So, the MS designers thought that instead of giving the user a basic level of protection that they'd just start you off with complete protection.  Sounds good, huh?  Yup, good concept, poor execution.  What Live OneCare does is, start installation and then check the installation site for updates, the achilles heel being that if the site is down installation does not, and will not continue.  If the site is down, of course it's not MS' fault so you have to go through their diagnostic steps of removing MSXML, .NET, disabling all startup items and non-MS services, reinstalling MSXML, reinstalling .NET and trying again only to find the same cryptic 14-80072EFE error.  Which, at the time of this writing, MS does not have listed as an error code.  There is a similar 14-80072EFD error code.

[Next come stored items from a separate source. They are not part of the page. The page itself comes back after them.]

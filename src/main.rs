//! Portfolio content API
//!
//! Serves the site's language-partitioned content (page text, projects,
//! papers, blog posts, photo galleries) and a ROM library with metadata
//! scraping.
//!
//! # Architecture Overview
//!
//! ```text
//!     Client Request
//!     ──────────────▶ tower-http layers ──▶ api handlers ──▶ ContentStore / RomStore
//!                     (trace, request id,        │              ├─ postgres (sqlx)
//!                      timeout, limits,          │              ├─ memory (seeded)
//!                      CORS, metrics)            │              └─ files (JSON + Markdown)
//!                                                │
//!                                                └──▶ roms: scanner, ScreenScraper, IGDB
//!
//!     Cross-cutting: config, observability, resilience, lifecycle
//! ```

use clap::Parser;
use std::path::PathBuf;
use tokio::net::TcpListener;

use portfolio_api::config::load_config;
use portfolio_api::lifecycle::{build_state, signals::spawn_signal_listener, Shutdown};
use portfolio_api::observability::logging;
use portfolio_api::HttpServer;

#[derive(Parser)]
#[command(name = "portfolio-api")]
#[command(about = "Content API for the portfolio site", long_about = None)]
struct Args {
    /// TOML configuration file
    #[arg(short, long, env = "PORTFOLIO_CONFIG")]
    config: Option<PathBuf>,
}

#[tokio::main]
async fn main() {
    if let Err(e) = run().await {
        eprintln!("portfolio-api: {e}");
        std::process::exit(1);
    }
}

async fn run() -> Result<(), Box<dyn std::error::Error>> {
    let args = Args::parse();
    let config = load_config(args.config.as_deref())?;
    logging::init(&config.observability);

    tracing::info!(
        version = env!("CARGO_PKG_VERSION"),
        bind_address = %config.listener.bind_address,
        store = ?config.store.backend,
        request_timeout_secs = config.timeouts.request_secs,
        "Configuration loaded"
    );

    let bind_address = config.listener.bind_address.clone();
    let state = build_state(config).await?;

    let listener = TcpListener::bind(&bind_address).await?;
    tracing::info!(address = %listener.local_addr()?, "Listening for connections");

    let shutdown = Shutdown::new();
    spawn_signal_listener(shutdown.clone());

    HttpServer::new(state)
        .run(listener, shutdown.signalled())
        .await?;

    tracing::info!("Shutdown complete");
    Ok(())
}
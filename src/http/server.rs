//! HTTP server setup and configuration.
//!
//! # Responsibilities
//! - Create the axum Router with every API route
//! - Wire up middleware (tracing, request id, timeout, body limit, CORS,
//!   security headers, metrics)
//! - Serve on a bound listener until shutdown

use axum::{
    http::{header, HeaderValue, Method, StatusCode},
    middleware,
    routing::get,
    Json, Router,
};
use metrics_exporter_prometheus::PrometheusHandle;
use std::future::Future;
use std::net::SocketAddr;
use std::sync::Arc;
use std::time::Duration;
use tokio::net::TcpListener;
use tower_http::{
    cors::{Any, CorsLayer},
    limit::RequestBodyLimitLayer,
    request_id::{MakeRequestUuid, PropagateRequestIdLayer, SetRequestIdLayer},
    set_header::SetResponseHeaderLayer,
    timeout::TimeoutLayer,
    trace::TraceLayer,
};

use crate::api;
use crate::config::{AppConfig, SecurityConfig};
use crate::http::error::ApiError;
use crate::http::middleware::track_requests;
use crate::observability::VisitorTracker;
use crate::roms::Scrapers;
use crate::store::Stores;

/// Application state injected into handlers.
#[derive(Clone)]
pub struct AppState {
    pub stores: Stores,
    pub config: Arc<AppConfig>,
    pub scrapers: Arc<Scrapers>,
    pub visitors: Arc<VisitorTracker>,
    /// Present when metrics are enabled and the recorder is ours.
    pub metrics: Option<PrometheusHandle>,
}

/// HTTP server for the portfolio API.
pub struct HttpServer {
    router: Router,
}

impl HttpServer {
    pub fn new(state: AppState) -> Self {
        Self {
            router: build_router(state),
        }
    }

    /// Run the server on `listener` until `shutdown` resolves, then drain
    /// in-flight requests.
    pub async fn run<F>(self, listener: TcpListener, shutdown: F) -> Result<(), std::io::Error>
    where
        F: Future<Output = ()> + Send + 'static,
    {
        let addr = listener.local_addr()?;
        tracing::info!(address = %addr, "HTTP server starting");

        let app = self.router.into_make_service_with_connect_info::<SocketAddr>();
        axum::serve(listener, app)
            .with_graceful_shutdown(shutdown)
            .await?;

        tracing::info!("HTTP server stopped");
        Ok(())
    }
}

/// Build the router with all middleware layers.
#[allow(deprecated)]
pub fn build_router(state: AppState) -> Router {
    let config = state.config.clone();

    let mut router = api::router(&state);
    if state.metrics.is_some() {
        router = router.route("/metrics", get(api::health::metrics));
    }
    let mut router = router
        .fallback(not_found)
        .method_not_allowed_fallback(method_not_allowed)
        .with_state(state.clone());

    if config.security.enable_headers {
        router = router
            .layer(SetResponseHeaderLayer::if_not_present(
                header::X_CONTENT_TYPE_OPTIONS,
                HeaderValue::from_static("nosniff"),
            ))
            .layer(SetResponseHeaderLayer::if_not_present(
                header::X_FRAME_OPTIONS,
                HeaderValue::from_static("SAMEORIGIN"),
            ))
            .layer(SetResponseHeaderLayer::if_not_present(
                header::REFERRER_POLICY,
                HeaderValue::from_static("no-referrer"),
            ));
    }

    router = router
        .layer(cors_layer(&config.security))
        .layer(RequestBodyLimitLayer::new(config.security.max_body_size))
        .layer(TimeoutLayer::new(Duration::from_secs(config.timeouts.request_secs)));

    // outside the timeout so 408s and 413s are counted too
    if config.observability.metrics_enabled {
        router = router.layer(middleware::from_fn_with_state(
            state.visitors.clone(),
            track_requests,
        ));
    }

    router
        .layer(PropagateRequestIdLayer::x_request_id())
        .layer(TraceLayer::new_for_http())
        .layer(SetRequestIdLayer::x_request_id(MakeRequestUuid))
}

/// Any origin unless `cors_allowed_origins` lists some.
fn cors_layer(security: &SecurityConfig) -> CorsLayer {
    let layer = CorsLayer::new()
        .allow_methods([
            Method::GET,
            Method::POST,
            Method::PUT,
            Method::PATCH,
            Method::DELETE,
            Method::OPTIONS,
        ])
        .allow_headers(Any);

    if security.cors_allowed_origins.is_empty() {
        return layer.allow_origin(Any);
    }

    let origins: Vec<HeaderValue> = security
        .cors_allowed_origins
        .iter()
        .filter_map(|origin| match HeaderValue::from_str(origin) {
            Ok(value) => Some(value),
            Err(_) => {
                tracing::warn!(origin = %origin, "Ignoring invalid CORS origin");
                None
            }
        })
        .collect();
    layer.allow_origin(origins)
}

async fn not_found() -> ApiError {
    ApiError::NotFound("Not found")
}

async fn method_not_allowed() -> (StatusCode, Json<serde_json::Value>) {
    (
        StatusCode::METHOD_NOT_ALLOWED,
        Json(serde_json::json!({ "error": "Method not allowed" })),
    )
}

#[cfg(test)]
mod tests {
    use super::*;
    use crate::store::MemoryStore;
    use axum::body::{to_bytes, Body};
    use axum::http::{Request, StatusCode};
    use tower::ServiceExt;

    fn state(config: AppConfig) -> AppState {
        let store = Arc::new(MemoryStore::seeded().unwrap());
        AppState {
            stores: Stores {
                content: store.clone(),
                roms: store,
            },
            config: Arc::new(config),
            scrapers: Arc::new(Scrapers::disabled()),
            visitors: Arc::new(VisitorTracker::new()),
            metrics: None,
        }
    }

    fn config() -> AppConfig {
        let mut config = AppConfig::default();
        config.observability.metrics_enabled = false;
        config
    }

    #[tokio::test]
    async fn test_unknown_route_is_json_404() {
        let app = build_router(state(config()));
        let res = app
            .oneshot(Request::get("/nope").body(Body::empty()).unwrap())
            .await
            .unwrap();

        assert_eq!(res.status(), StatusCode::NOT_FOUND);
        let body = to_bytes(res.into_body(), usize::MAX).await.unwrap();
        assert_eq!(&body[..], br#"{"error":"Not found"}"#);
    }

    #[tokio::test]
    async fn test_metrics_route_needs_recorder() {
        let app = build_router(state(config()));
        let res = app
            .oneshot(Request::get("/metrics").body(Body::empty()).unwrap())
            .await
            .unwrap();
        assert_eq!(res.status(), StatusCode::NOT_FOUND);
    }

    #[tokio::test]
    async fn test_request_id_and_cors() {
        let mut config = config();
        config.security.cors_allowed_origins = vec!["https://example.com".into()];
        let app = build_router(state(config));

        let res = app
            .oneshot(
                Request::get("/api/health")
                    .header("origin", "https://example.com")
                    .body(Body::empty())
                    .unwrap(),
            )
            .await
            .unwrap();

        assert_eq!(res.status(), StatusCode::OK);
        assert!(res.headers().contains_key("x-request-id"));
        assert_eq!(
            res.headers()["access-control-allow-origin"],
            "https://example.com"
        );
    }

    #[tokio::test]
    async fn test_body_limit() {
        let mut config = config();
        config.security.max_body_size = 16;
        config.security.api_key = Some("k".into());
        let app = build_router(state(config));

        let res = app
            .oneshot(
                Request::put("/api/roms/1")
                    .header("authorization", "Bearer k")
                    .header("content-length", "64")
                    .body(Body::from(vec![b' '; 64]))
                    .unwrap(),
            )
            .await
            .unwrap();
        assert_eq!(res.status(), StatusCode::PAYLOAD_TOO_LARGE);
    }
}
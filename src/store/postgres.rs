//! PostgreSQL store.
//!
//! # Responsibilities
//! - Own the connection pool (lazy: the server starts without a reachable database)
//! - Run parameterized queries, one statement per operation
//! - Record query latency and failures per table
//!
//! Schema lives in `migrations/` and is applied when `database.run_migrations` is set.

use async_trait::async_trait;
use sqlx::postgres::{PgConnectOptions, PgPool, PgPoolOptions};
use sqlx::types::Json;
use sqlx::{Postgres, QueryBuilder};
use std::future::Future;
use std::time::{Duration, Instant};

use crate::config::DatabaseConfig;
use crate::models::{
    BlogPost, BlogSummary, ContentEntry, GallerySummary, Paper, Photo, Project, RomFilter,
    RomGame, RomUpdate,
};
use crate::observability::metrics;
use crate::store::{ContentStore, RomStore, StoreError, StoreResult};

const CONTENT_BY_KEY: &str =
    "SELECT id, language, key, value FROM content WHERE language = $1 AND key = $2";
const CONTENT_BY_LANGUAGE: &str =
    "SELECT id, language, key, value FROM content WHERE language = $1 ORDER BY key";

const PROJECTS_BY_LANGUAGE: &str =
    "SELECT * FROM projects WHERE language = $1 ORDER BY display_order";
const PROJECT_BY_ID: &str = "SELECT * FROM projects WHERE id = $1 AND language = $2";

const PAPERS_BY_LANGUAGE: &str = "SELECT * FROM papers WHERE language = $1 ORDER BY year DESC";
const PAPER_BY_ID: &str = "SELECT * FROM papers WHERE id = $1 AND language = $2";

const BLOG_POSTS_BY_LANGUAGE: &str = "SELECT id, page_name, title, created_at, updated_at \
     FROM blog_posts WHERE language = $1 ORDER BY updated_at DESC";
const BLOG_POST_BY_PAGE: &str = "SELECT * FROM blog_posts WHERE page_name = $1 AND language = $2";

const GALLERIES_BY_LANGUAGE: &str = "SELECT DISTINCT ON (gallery_name) \
     gallery_name, gallery_category, gallery_description, gallery_tags \
     FROM photos WHERE language = $1 ORDER BY gallery_name, display_order";
const PHOTOS_BY_GALLERY: &str =
    "SELECT * FROM photos WHERE gallery_name = $1 AND language = $2 ORDER BY display_order";
const PHOTO_BY_ID: &str = "SELECT * FROM photos WHERE id = $1";

const ROM_CONSOLES: &str =
    "SELECT DISTINCT console FROM rom_games WHERE available = true ORDER BY console ASC";
const ROM_BY_ID: &str = "SELECT * FROM rom_games WHERE id = $1";
const ROM_UPDATE: &str = "UPDATE rom_games SET \
     title = COALESCE($1, title), \
     description = COALESCE($2, description), \
     year = COALESCE($3, year), \
     box_art_url = COALESCE($4, box_art_url), \
     screenshots = COALESCE($5::jsonb, screenshots), \
     tags = COALESCE($6::jsonb, tags), \
     display_order = COALESCE($7, display_order), \
     updated_at = NOW() \
     WHERE id = $8 RETURNING *";
const ROM_UPSERT: &str = "INSERT INTO rom_games (filename, console, title, available) \
     VALUES ($1, $2, $3, true) \
     ON CONFLICT (filename, console) DO UPDATE SET available = true, updated_at = NOW() \
     RETURNING (xmax = 0) AS is_new";
const ROM_MARK_MISSING: &str = "UPDATE rom_games SET available = false, updated_at = NOW() \
     WHERE console = $1 AND available = true AND NOT (filename = ANY($2))";

/// Store backed by a PostgreSQL pool.
#[derive(Clone)]
pub struct PgStore {
    pool: PgPool,
}

impl PgStore {
    /// Create the pool and, if configured, apply migrations.
    pub async fn connect(config: &DatabaseConfig) -> StoreResult<Self> {
        let options = PgConnectOptions::new()
            .host(&config.host)
            .port(config.port)
            .database(&config.name)
            .username(&config.user)
            .password(&config.password);

        let pool = PgPoolOptions::new()
            .max_connections(config.max_connections)
            .acquire_timeout(Duration::from_secs(config.connect_timeout_secs))
            .idle_timeout(Some(Duration::from_secs(config.idle_timeout_secs)))
            .connect_lazy_with(options);

        if config.run_migrations {
            tracing::info!("Applying database migrations");
            sqlx::migrate!("./migrations").run(&pool).await?;
        }

        Ok(Self { pool })
    }

    pub fn from_pool(pool: PgPool) -> Self {
        Self { pool }
    }
}

/// Time a query and count its failures.
async fn observe<T, F>(operation: &'static str, table: &'static str, query: F) -> StoreResult<T>
where
    F: Future<Output = Result<T, sqlx::Error>>,
{
    let start = Instant::now();
    let result = query.await;
    metrics::record_db_query(operation, table, start);

    result.map_err(|e| {
        metrics::record_db_error(operation, table, error_kind(&e));
        StoreError::Database(e)
    })
}

fn error_kind(error: &sqlx::Error) -> &'static str {
    match error {
        sqlx::Error::Database(_) => "database",
        sqlx::Error::PoolTimedOut | sqlx::Error::PoolClosed => "pool",
        sqlx::Error::Io(_) | sqlx::Error::Tls(_) => "connection",
        sqlx::Error::ColumnDecode { .. } | sqlx::Error::Decode(_) => "decode",
        _ => "other",
    }
}

/// `SELECT` for the ROM listing with one bind per active filter.
pub fn list_games_query(filter: &RomFilter) -> QueryBuilder<'static, Postgres> {
    let mut query = QueryBuilder::new("SELECT * FROM rom_games WHERE available = true");

    if let Some(console) = &filter.console {
        query.push(" AND console = ").push_bind(console.clone());
    }
    if let Some(search) = &filter.search {
        query.push(" AND title ILIKE ").push_bind(format!("%{search}%"));
    }
    for tag in &filter.tags {
        query
            .push(" AND tags @> ")
            .push_bind(Json(vec![tag.clone()]));
    }

    query.push(" ORDER BY console ASC, display_order ASC, title ASC");
    query
}

#[async_trait]
impl ContentStore for PgStore {
    async fn content_entry(&self, language: &str, key: &str) -> StoreResult<Option<ContentEntry>> {
        observe(
            "select",
            "content",
            sqlx::query_as(CONTENT_BY_KEY)
                .bind(language)
                .bind(key)
                .fetch_optional(&self.pool),
        )
        .await
    }

    async fn content_entries(&self, language: &str) -> StoreResult<Vec<ContentEntry>> {
        observe(
            "select",
            "content",
            sqlx::query_as(CONTENT_BY_LANGUAGE)
                .bind(language)
                .fetch_all(&self.pool),
        )
        .await
    }

    async fn projects(&self, language: &str) -> StoreResult<Vec<Project>> {
        observe(
            "select",
            "projects",
            sqlx::query_as(PROJECTS_BY_LANGUAGE)
                .bind(language)
                .fetch_all(&self.pool),
        )
        .await
    }

    async fn project(&self, id: i32, language: &str) -> StoreResult<Option<Project>> {
        observe(
            "select",
            "projects",
            sqlx::query_as(PROJECT_BY_ID)
                .bind(id)
                .bind(language)
                .fetch_optional(&self.pool),
        )
        .await
    }

    async fn papers(&self, language: &str) -> StoreResult<Vec<Paper>> {
        observe(
            "select",
            "papers",
            sqlx::query_as(PAPERS_BY_LANGUAGE)
                .bind(language)
                .fetch_all(&self.pool),
        )
        .await
    }

    async fn paper(&self, id: i32, language: &str) -> StoreResult<Option<Paper>> {
        observe(
            "select",
            "papers",
            sqlx::query_as(PAPER_BY_ID)
                .bind(id)
                .bind(language)
                .fetch_optional(&self.pool),
        )
        .await
    }

    async fn blog_posts(&self, language: &str) -> StoreResult<Vec<BlogSummary>> {
        observe(
            "select",
            "blog_posts",
            sqlx::query_as(BLOG_POSTS_BY_LANGUAGE)
                .bind(language)
                .fetch_all(&self.pool),
        )
        .await
    }

    async fn blog_post(&self, page_name: &str, language: &str) -> StoreResult<Option<BlogPost>> {
        observe(
            "select",
            "blog_posts",
            sqlx::query_as(BLOG_POST_BY_PAGE)
                .bind(page_name)
                .bind(language)
                .fetch_optional(&self.pool),
        )
        .await
    }

    async fn galleries(&self, language: &str) -> StoreResult<Vec<GallerySummary>> {
        observe(
            "select",
            "photos",
            sqlx::query_as(GALLERIES_BY_LANGUAGE)
                .bind(language)
                .fetch_all(&self.pool),
        )
        .await
    }

    async fn gallery_photos(&self, gallery_name: &str, language: &str) -> StoreResult<Vec<Photo>> {
        observe(
            "select",
            "photos",
            sqlx::query_as(PHOTOS_BY_GALLERY)
                .bind(gallery_name)
                .bind(language)
                .fetch_all(&self.pool),
        )
        .await
    }

    async fn photo(&self, id: i32) -> StoreResult<Option<Photo>> {
        observe(
            "select",
            "photos",
            sqlx::query_as(PHOTO_BY_ID).bind(id).fetch_optional(&self.pool),
        )
        .await
    }
}

#[async_trait]
impl RomStore for PgStore {
    async fn list_games(&self, filter: &RomFilter) -> StoreResult<Vec<RomGame>> {
        let mut query = list_games_query(filter);
        observe(
            "select",
            "rom_games",
            query.build_query_as::<RomGame>().fetch_all(&self.pool),
        )
        .await
    }

    async fn consoles(&self) -> StoreResult<Vec<String>> {
        observe(
            "select",
            "rom_games",
            sqlx::query_scalar(ROM_CONSOLES).fetch_all(&self.pool),
        )
        .await
    }

    async fn game(&self, id: i32) -> StoreResult<Option<RomGame>> {
        observe(
            "select",
            "rom_games",
            sqlx::query_as(ROM_BY_ID).bind(id).fetch_optional(&self.pool),
        )
        .await
    }

    async fn update_game(&self, id: i32, update: &RomUpdate) -> StoreResult<Option<RomGame>> {
        observe(
            "update",
            "rom_games",
            sqlx::query_as(ROM_UPDATE)
                .bind(update.title.clone())
                .bind(update.description.clone())
                .bind(update.year)
                .bind(update.box_art_url.clone())
                .bind(update.screenshots.clone().map(Json))
                .bind(update.tags.clone().map(Json))
                .bind(update.display_order)
                .bind(id)
                .fetch_optional(&self.pool),
        )
        .await
    }

    async fn upsert_discovered(
        &self,
        console: &str,
        filename: &str,
        title: &str,
    ) -> StoreResult<bool> {
        observe(
            "upsert",
            "rom_games",
            sqlx::query_scalar(ROM_UPSERT)
                .bind(filename)
                .bind(console)
                .bind(title)
                .fetch_one(&self.pool),
        )
        .await
    }

    async fn mark_missing(&self, console: &str, present: &[String]) -> StoreResult<u64> {
        let result = observe(
            "update",
            "rom_games",
            sqlx::query(ROM_MARK_MISSING)
                .bind(console)
                .bind(present.to_vec())
                .execute(&self.pool),
        )
        .await?;
        Ok(result.rows_affected())
    }
}
//! Provider-neutral scrape results and the source trait.

use async_trait::async_trait;
use regex::Regex;
use std::sync::LazyLock;
use thiserror::Error;

use crate::models::RomGame;
use crate::store::StoreError;

/// Screenshots kept per game.
pub const MAX_SCREENSHOTS: usize = 4;

static BRACKETED: LazyLock<Regex> =
    LazyLock::new(|| Regex::new(r"\s*[\(\[][^\)\]]*[\)\]]").unwrap());
static WHITESPACE: LazyLock<Regex> = LazyLock::new(|| Regex::new(r"\s+").unwrap());

#[derive(Debug, Error)]
pub enum ScrapeError {
    #[error("{0} credentials not configured")]
    NotConfigured(&'static str),

    #[error("Game not found")]
    GameNotFound,

    #[error("Console '{0}' is not supported by ScreenScraper")]
    UnsupportedConsole(String),

    #[error("No metadata match found")]
    NoMatch,

    #[error("upstream request failed: {0}")]
    Http(#[from] reqwest::Error),

    #[error("upstream returned {status}: {message}")]
    Upstream { status: u16, message: String },

    #[error("unexpected upstream response: {0}")]
    Decode(String),

    #[error(transparent)]
    Store(#[from] StoreError),
}

/// An image hosted by the provider.
#[derive(Debug, Clone, PartialEq, Eq)]
pub struct RemoteImage {
    pub url: String,
    /// File extension reported by the provider, if any.
    pub format: Option<String>,
}

impl RemoteImage {
    pub fn new(url: impl Into<String>, format: Option<&str>) -> Self {
        Self {
            url: url.into(),
            format: format.map(|f| f.trim_start_matches('.').to_lowercase()),
        }
    }
}

/// What a provider knows about a game. Absent fields leave the row untouched.
#[derive(Debug, Clone, Default, PartialEq)]
pub struct ScrapedMetadata {
    pub title: Option<String>,
    pub description: Option<String>,
    pub year: Option<i32>,
    pub genres: Vec<String>,
    pub box_art: Option<RemoteImage>,
    pub screenshots: Vec<RemoteImage>,
}

/// A metadata provider.
#[async_trait]
pub trait MetadataSource: Send + Sync {
    /// Metric and log label.
    fn name(&self) -> &'static str;

    /// `Ok(None)` when the provider has no match for the game.
    async fn lookup(&self, game: &RomGame) -> Result<Option<ScrapedMetadata>, ScrapeError>;
}

/// Strip region/revision tags and separators from a ROM title:
/// `Super_Mario_World (USA) [!]` becomes `Super Mario World`.
pub fn clean_title(title: &str) -> String {
    let stripped = BRACKETED.replace_all(title, "");
    let spaced = stripped.replace('_', " ");
    WHITESPACE.replace_all(spaced.trim(), " ").into_owned()
}
//! Error responses.
//!
//! Every failure leaves the API as `{"error": "<message>"}`. Internal errors
//! are logged here and reach the client only as a generic message.

use axum::{
    extract::rejection::{PathRejection, QueryRejection},
    http::StatusCode,
    response::{IntoResponse, Response},
    Json,
};
use serde_json::json;

use crate::roms::{ScanError, ScrapeError};
use crate::store::StoreError;

#[derive(Debug)]
pub enum ApiError {
    NotFound(&'static str),
    BadRequest(String),
    Unauthorized,
    Unavailable(String),
    BadGateway(String),
    Internal(String),
}

impl ApiError {
    pub fn status(&self) -> StatusCode {
        match self {
            ApiError::NotFound(_) => StatusCode::NOT_FOUND,
            ApiError::BadRequest(_) => StatusCode::BAD_REQUEST,
            ApiError::Unauthorized => StatusCode::UNAUTHORIZED,
            ApiError::Unavailable(_) => StatusCode::SERVICE_UNAVAILABLE,
            ApiError::BadGateway(_) => StatusCode::BAD_GATEWAY,
            ApiError::Internal(_) => StatusCode::INTERNAL_SERVER_ERROR,
        }
    }

    fn message(&self) -> &str {
        match self {
            ApiError::NotFound(message) => *message,
            ApiError::BadRequest(message) | ApiError::Unavailable(message) => message.as_str(),
            ApiError::Unauthorized => "Unauthorized",
            ApiError::BadGateway(_) => "Metadata provider request failed",
            ApiError::Internal(_) => "Internal server error",
        }
    }
}

impl IntoResponse for ApiError {
    fn into_response(self) -> Response {
        match &self {
            ApiError::Internal(detail) => tracing::error!(error = %detail, "Request failed"),
            ApiError::BadGateway(detail) => tracing::warn!(error = %detail, "Upstream failure"),
            _ => {}
        }
        (self.status(), Json(json!({ "error": self.message() }))).into_response()
    }
}

impl From<PathRejection> for ApiError {
    fn from(rejection: PathRejection) -> Self {
        ApiError::BadRequest(rejection.body_text())
    }
}

impl From<QueryRejection> for ApiError {
    fn from(rejection: QueryRejection) -> Self {
        ApiError::BadRequest(rejection.body_text())
    }
}

impl From<StoreError> for ApiError {
    fn from(e: StoreError) -> Self {
        ApiError::Internal(e.to_string())
    }
}

impl From<ScrapeError> for ApiError {
    fn from(e: ScrapeError) -> Self {
        match e {
            ScrapeError::NotConfigured(_) => ApiError::Unavailable(e.to_string()),
            ScrapeError::GameNotFound => ApiError::NotFound("Game not found"),
            ScrapeError::NoMatch => ApiError::NotFound("No metadata match found"),
            ScrapeError::UnsupportedConsole(_) => ApiError::BadRequest(e.to_string()),
            ScrapeError::Http(_) | ScrapeError::Upstream { .. } | ScrapeError::Decode(_) => {
                ApiError::BadGateway(e.to_string())
            }
            ScrapeError::Store(inner) => inner.into(),
        }
    }
}

impl From<ScanError> for ApiError {
    fn from(e: ScanError) -> Self {
        match e {
            ScanError::NotConfigured | ScanError::Missing(_) => ApiError::Unavailable(e.to_string()),
            ScanError::Store(inner) => inner.into(),
            ScanError::Walk(_) | ScanError::Join(_) => ApiError::Internal(e.to_string()),
        }
    }
}

pub type ApiResult<T> = Result<T, ApiError>;

#[cfg(test)]
mod tests {
    use super::*;

    #[test]
    fn test_scrape_error_mapping() {
        let cases = [
            (ScrapeError::NotConfigured("IGDB"), StatusCode::SERVICE_UNAVAILABLE),
            (ScrapeError::GameNotFound, StatusCode::NOT_FOUND),
            (ScrapeError::NoMatch, StatusCode::NOT_FOUND),
            (ScrapeError::UnsupportedConsole("vectrex".into()), StatusCode::BAD_REQUEST),
            (ScrapeError::Decode("bad".into()), StatusCode::BAD_GATEWAY),
        ];
        for (error, status) in cases {
            assert_eq!(ApiError::from(error).status(), status);
        }
    }

    #[test]
    fn test_internal_message_is_generic() {
        let error = ApiError::Internal("connection refused".into());
        assert_eq!(error.message(), "Internal server error");
        assert_eq!(ApiError::NotFound("Paper not found").message(), "Paper not found");
    }
}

Great, so you're left with an unprotected computer and can't install Live OneCare because you're either not on the internet, there's a routing problem, or their installation site is down.  The first two problems are out of MS' control so you wouldn't expect them to deal with them, but the last error IS under their control and they should deal with that properly.  How would you deal with that properly?  Hmmm, first thought would be a message stating "Sorry, the installation and activation server is down please try again later."  You could even go so far as to offer to install with an old, but a base set of virus protection definitions.  Producing an error code that has no knowledgebase article is senseless, it gives the user NOTHING to go on.  That's the MS' solution - give an error code that blames the user and puts the onus on them to fix it.

It's never our fault.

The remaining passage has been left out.